Seven decades later, the power dynamics reveal a radical reset. Shortly before invading Ukraine, Russian President Vladimir Putin traveled to the Winter Olympics in Beijing to proclaim the “no limits” friendship with China’s Xi Jinping, but there’s no doubting who the real superpower is in that duo these days. China’s $18-trillion economy is now 10 times mightier than Russia’s. Beijing will hold nearly all the good cards in setting the terms of any financial lifelines from big brother.

As Russia faces a sharply contracting economy under sanctions and an impending oil embargo from Europe, China is the obvious potential benefactor for Putin to turn toward.

Xi shares Putin’s hostility to the West and NATO, but that doesn’t mean he will be offering unalloyed charity. Xi’s overriding strategic concern is China’s prosperity and security, not saving Russia. Beijing is likely to buy at least some oil diverted from Europe, but only at a hefty discount from global benchmarks. China will only help Russia to the extent that it doesn’t attract sanctions and imperil its own ability to sell goods to rich countries in North America and the EU.”

“For years, Chinese officials have been quietly lobbying their Russian counterparts to cut arms sales to India, which has had a sometimes bloody border dispute with Beijing.

Between 2017 and 2022, India was the largest arms export market for Russia, followed by China, according to statistics from the Stockholm International Peace Research Institute. Fighting Indian soldiers armed with Russian equipment may not be fun for China, but it’s certainly a lucrative business for Russia.

Before the war, “Russia was very stubborn and [would] say, ‘Oh, you’re not in a position, China, to dictate us our choices to whom we sell weapons. But I think that China will be in this position probably five years down the road,” said Alexander Gabuev, an expert on Russia-China relations with the Carnegie Endowment for International Peace, a think tank.

India, for its part, is trying to keep an open relationship with Putin. New Delhi, like Beijing, is snapping up cheap oil, even though it’s also eager to maintain strong ties with the U.S.”

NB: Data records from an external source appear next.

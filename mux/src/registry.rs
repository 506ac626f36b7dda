//! Live-set registry.
//!
//! Tracks every open connection handle so terminate can close them in bulk
//! and operators can enumerate them. One mutex, pointer-sized critical
//! sections; no user code ever runs while the lock is held.

use crate::handle::{SocketHandle, UNLINKED};
use crate::metrics::HANDLES_OPEN;
use parking_lot::Mutex;
use slab::Slab;
use std::sync::Arc;

pub(crate) struct Registry {
    handles: Mutex<Slab<Arc<SocketHandle>>>,
}

impl Registry {
    pub fn new() -> Self {
        Self {
            handles: Mutex::new(Slab::new()),
        }
    }

    /// Link a handle into the live set and record its slot on the handle.
    pub fn add(&self, handle: &Arc<SocketHandle>) {
        let mut handles = self.handles.lock();
        let slot = handles.insert(handle.clone());
        handle.set_slot(slot);
        drop(handles);
        HANDLES_OPEN.increment();
    }

    /// Unlink the handle occupying `slot`. Safe to call with a slot that
    /// was never assigned or was already removed.
    pub fn remove(&self, slot: usize) -> Option<Arc<SocketHandle>> {
        if slot == UNLINKED {
            return None;
        }
        let removed = self.handles.lock().try_remove(slot);
        if removed.is_some() {
            HANDLES_OPEN.decrement();
        }
        removed
    }

    /// Close every handle currently in the live set.
    ///
    /// The membership is snapshotted under the lock and the closes happen
    /// outside it; each close unlinks its own slot.
    pub fn close_open_handles(&self) {
        let open: Vec<Arc<SocketHandle>> = {
            let handles = self.handles.lock();
            handles.iter().map(|(_, handle)| handle.clone()).collect()
        };
        for handle in open {
            handle.close();
        }
    }

    /// Snapshot of the open handles.
    pub fn snapshot(&self) -> Vec<Arc<SocketHandle>> {
        let handles = self.handles.lock();
        handles.iter().map(|(_, handle)| handle.clone()).collect()
    }

    pub fn len(&self) -> usize {
        self.handles.lock().len()
    }
}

A $4.4 billion US destroyer was touted as one of the most advanced ships in the world. Take a look at the USS Zumwalt, which has since been called a ‘failed ship concept.’

“Despite their cost, the Zumwalts have been plagued by equipment problems. Soon after its commissioning in 2016, the USS Zumwalt broke down in the Panama Canal. The second ship in its class, the USS Michael Monsoor, failed during sea trials the following year.

As a 2018 report from Military Watch Magazine noted the Zumwalts “suffered from poorly functioning weapons, stalling engines, and an underperformance in their stealth capabilities, among other shortcomings.”

“They have almost entirely failed to fulfill the originally intended role of multipurpose destroyer warships, while the scale of cost overruns alone brings the viability of the program into question even if the destroyers were able to function as intended,” the outlet said.

The Zumwalts lack several vital features, including anti-ship missiles, anti-submarine torpedoes, and long-range area-air defense missiles, the military expert Sebastian Roblin wrote in a 2021 National Interest article. Roblin called the destroyers an “ambitious but failed ship concept.”

And, noted Roblin, their weaponry wasn’t cheap. The ship’s long-range land-attack projectile guided shells cost roughly $800,000 each — about the same price as a cruise missile. The munitions were eventually canceled, considered too pricey to merit producing.

Roblin said the Zumwalt was produced based on “unrealistic” estimates that banked on minimal cost, despite coming in 50% over budget.”